◆ EXERCISE OBJECTIVE
Below are records to be output exactly, every one of them.
⁂
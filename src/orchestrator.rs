//! Stage pipeline orchestration.
//!
//! One run turns a request into candidates:
//! 1. **Assemble**: resolve a backend for every stage (per-stage mapping →
//!    global backend → configured stage default → fallback)
//! 2. **Run**: dispatch stage calls through the invoker, sequentially or
//!    concurrently, chaining outputs when stages refine one another
//! 3. **Collect**: every successful candidate plus one failure entry per
//!    stage (or variant) that produced nothing
//!
//! Only request validation is fatal. Stage failures are data.

use std::collections::HashMap;
use std::sync::atomic::{AtomicBool, Ordering};
use std::sync::Arc;
use std::time::{Duration, Instant};

use futures::stream::{self, StreamExt};
use serde::{Deserialize, Serialize};
use tokio_util::sync::CancellationToken;
use tracing::{debug, info, warn};
use uuid::Uuid;

use crate::candidate::{Candidate, CorrelationId};
use crate::gateway::{
    Attribution, Backend, BackendRegistry, Example, FailureKind, InvokeError, Invoker,
};
use crate::stages::{build_stage_request, default_stages, Stage, StagePromptOptions};
use crate::trace::{StageEventKind, StageTrace, TraceSink};

// =============================================================================
// Request
// =============================================================================

/// How stage N obtains its input.
#[derive(Debug, Clone, Copy, Default, PartialEq, Eq, Serialize, Deserialize)]
#[serde(rename_all = "snake_case")]
pub enum ChainMode {
    /// Stage N consumes stage N-1's outputs; a stage with no upstream output
    /// is not dispatched.
    #[default]
    Refine,
    /// Every stage consumes the raw input.
    Independent,
}

#[derive(Debug, Clone, Deserialize, Serialize)]
pub struct GenerationRequest {
    #[serde(default = "Uuid::new_v4")]
    pub correlation_id: CorrelationId,
    pub input: String,
    #[serde(default = "default_stages")]
    pub stages: Vec<Stage>,
    /// Variants requested per stage.
    #[serde(default = "default_count")]
    pub count: usize,
    #[serde(default = "default_temperature")]
    pub temperature: f32,
    #[serde(default = "default_max_tokens")]
    pub max_tokens: u32,
    #[serde(default)]
    pub tags: Vec<String>,
    #[serde(default)]
    pub context: Vec<String>,
    #[serde(default)]
    pub persona: Option<String>,
    #[serde(default)]
    pub examples: Vec<Example>,
    /// Explicit stage name → backend name overrides.
    #[serde(default)]
    pub stage_backends: HashMap<String, String>,
    /// Backend applied to every stage without an explicit override.
    #[serde(default)]
    pub backend: Option<String>,
    #[serde(default)]
    pub chain: ChainMode,
    #[serde(default)]
    pub parallel: bool,
    /// Wall-clock budget for the whole run.
    #[serde(default)]
    pub deadline_ms: Option<u64>,
}

fn default_count() -> usize {
    1
}

fn default_temperature() -> f32 {
    0.7
}

fn default_max_tokens() -> u32 {
    1000
}

impl GenerationRequest {
    pub fn new(input: impl Into<String>) -> Self {
        Self {
            correlation_id: Uuid::new_v4(),
            input: input.into(),
            stages: default_stages(),
            count: default_count(),
            temperature: default_temperature(),
            max_tokens: default_max_tokens(),
            tags: Vec::new(),
            context: Vec::new(),
            persona: None,
            examples: Vec::new(),
            stage_backends: HashMap::new(),
            backend: None,
            chain: ChainMode::default(),
            parallel: false,
            deadline_ms: None,
        }
    }

    pub fn validate(&self) -> Result<(), PipelineError> {
        if self.input.trim().is_empty() {
            return Err(PipelineError::InvalidRequest("input must not be empty".into()));
        }
        if self.stages.is_empty() {
            return Err(PipelineError::InvalidRequest("stages must not be empty".into()));
        }
        if self.count == 0 {
            return Err(PipelineError::InvalidRequest("count must be at least 1".into()));
        }
        if !self.temperature.is_finite() || !(0.0..=2.0).contains(&self.temperature) {
            return Err(PipelineError::InvalidRequest(format!(
                "temperature must be within 0.0..=2.0 (got {})",
                self.temperature
            )));
        }
        if self.max_tokens == 0 {
            return Err(PipelineError::InvalidRequest("max_tokens must be at least 1".into()));
        }
        Ok(())
    }
}

/// Per-stage backend defaults and the designated fallback, supplied by the
/// caller instead of read from global state.
#[derive(Debug, Clone, Default, Deserialize, Serialize)]
pub struct StageBackendConfig {
    #[serde(default)]
    pub stage_defaults: HashMap<String, String>,
    #[serde(default)]
    pub fallback: Option<String>,
}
⁂
◆ ANSWER SPACE
filename src/orchestrator.rs
//! Stage pipeline orchestration.
//!
//! One run turns a request into candidates:
//! 1. **Assemble**: resolve a backend for every stage (per-stage mapping →
//!    global backend → configured stage default → fallback)
//! 2. **Run**: dispatch stage calls through the invoker, sequentially or
//!    concurrently, chaining outputs when stages refine one another
//! 3. **Collect**: every successful candidate plus one failure entry per
//!    stage (or variant) that produced nothing
//!
//! Only request validation is fatal. Stage failures are data.

use std::collections::HashMap;
use std::sync::atomic::{AtomicBool, Ordering};
use std::sync::Arc;
use std::time::{Duration, Instant};

use futures::stream::{self, StreamExt};
use serde::{Deserialize, Serialize};
use tokio_util::sync::CancellationToken;
use tracing::{debug, info, warn};
use uuid::Uuid;

use crate::candidate::{Candidate, CorrelationId};
use crate::gateway::{
    Attribution, Backend, BackendRegistry, Example, FailureKind, InvokeError, Invoker,
};
use crate::stages::{build_stage_request, default_stages, Stage, StagePromptOptions};
use crate::trace::{StageEventKind, StageTrace, TraceSink};

// =============================================================================
// Request
// =============================================================================

/// How stage N obtains its input.
#[derive(Debug, Clone, Copy, Default, PartialEq, Eq, Serialize, Deserialize)]
#[serde(rename_all = "snake_case")]
pub enum ChainMode {
    /// Stage N consumes stage N-1's outputs; a stage with no upstream output
    /// is not dispatched.
    #[default]
    Refine,
    /// Every stage consumes the raw input.
    Independent,
}

#[derive(Debug, Clone, Deserialize, Serialize)]
pub struct GenerationRequest {
    #[serde(default = "Uuid::new_v4")]
    pub correlation_id: CorrelationId,
    pub input: String,
    #[serde(default = "default_stages")]
    pub stages: Vec<Stage>,
    /// Variants requested per stage.
    #[serde(default = "default_count")]
    pub count: usize,
    #[serde(default = "default_temperature")]
    pub temperature: f32,
    #[serde(default = "default_max_tokens")]
    pub max_tokens: u32,
    #[serde(default)]
    pub tags: Vec<String>,
    #[serde(default)]
    pub context: Vec<String>,
    #[serde(default)]
    pub persona: Option<String>,
    #[serde(default)]
    pub examples: Vec<Example>,
    /// Explicit stage name → backend name overrides.
    #[serde(default)]
    pub stage_backends: HashMap<String, String>,
    /// Backend applied to every stage without an explicit override.
    #[serde(default)]
    pub backend: Option<String>,
    #[serde(default)]
    pub chain: ChainMode,
    #[serde(default)]
    pub parallel: bool,
    /// Wall-clock budget for the whole run.
    #[serde(default)]
    pub deadline_ms: Option<u64>,
}

fn default_count() -> usize {
    1
}

fn default_temperature() -> f32 {
    0.7
}

fn default_max_tokens() -> u32 {
    1000
}

impl GenerationRequest {
    pub fn new(input: impl Into<String>) -> Self {
        Self {
            correlation_id: Uuid::new_v4(),
            input: input.into(),
            stages: default_stages(),
            count: default_count(),
            temperature: default_temperature(),
            max_tokens: default_max_tokens(),
            tags: Vec::new(),
            context: Vec::new(),
            persona: None,
            examples: Vec::new(),
            stage_backends: HashMap::new(),
            backend: None,
            chain: ChainMode::default(),
            parallel: false,
            deadline_ms: None,
        }
    }

    pub fn validate(&self) -> Result<(), PipelineError> {
        if self.input.trim().is_empty() {
            return Err(PipelineError::InvalidRequest("input must not be empty".into()));
        }
        if self.stages.is_empty() {
            return Err(PipelineError::InvalidRequest("stages must not be empty".into()));
        }
        if self.count == 0 {
            return Err(PipelineError::InvalidRequest("count must be at least 1".into()));
        }
        if !self.temperature.is_finite() || !(0.0..=2.0).contains(&self.temperature) {
            return Err(PipelineError::InvalidRequest(format!(
                "temperature must be within 0.0..=2.0 (got {})",
                self.temperature
            )));
        }
        if self.max_tokens == 0 {
            return Err(PipelineError::InvalidRequest("max_tokens must be at least 1".into()));
        }
        Ok(())
    }
}

/// Per-stage backend defaults and the designated fallback, supplied by the
/// caller instead of read from global state.
#[derive(Debug, Clone, Default, Deserialize, Serialize)]
pub struct StageBackendConfig {
    #[serde(default)]
    pub stage_defaults: HashMap<String, String>,
    #[serde(default)]
    pub fallback: Option<String>,
}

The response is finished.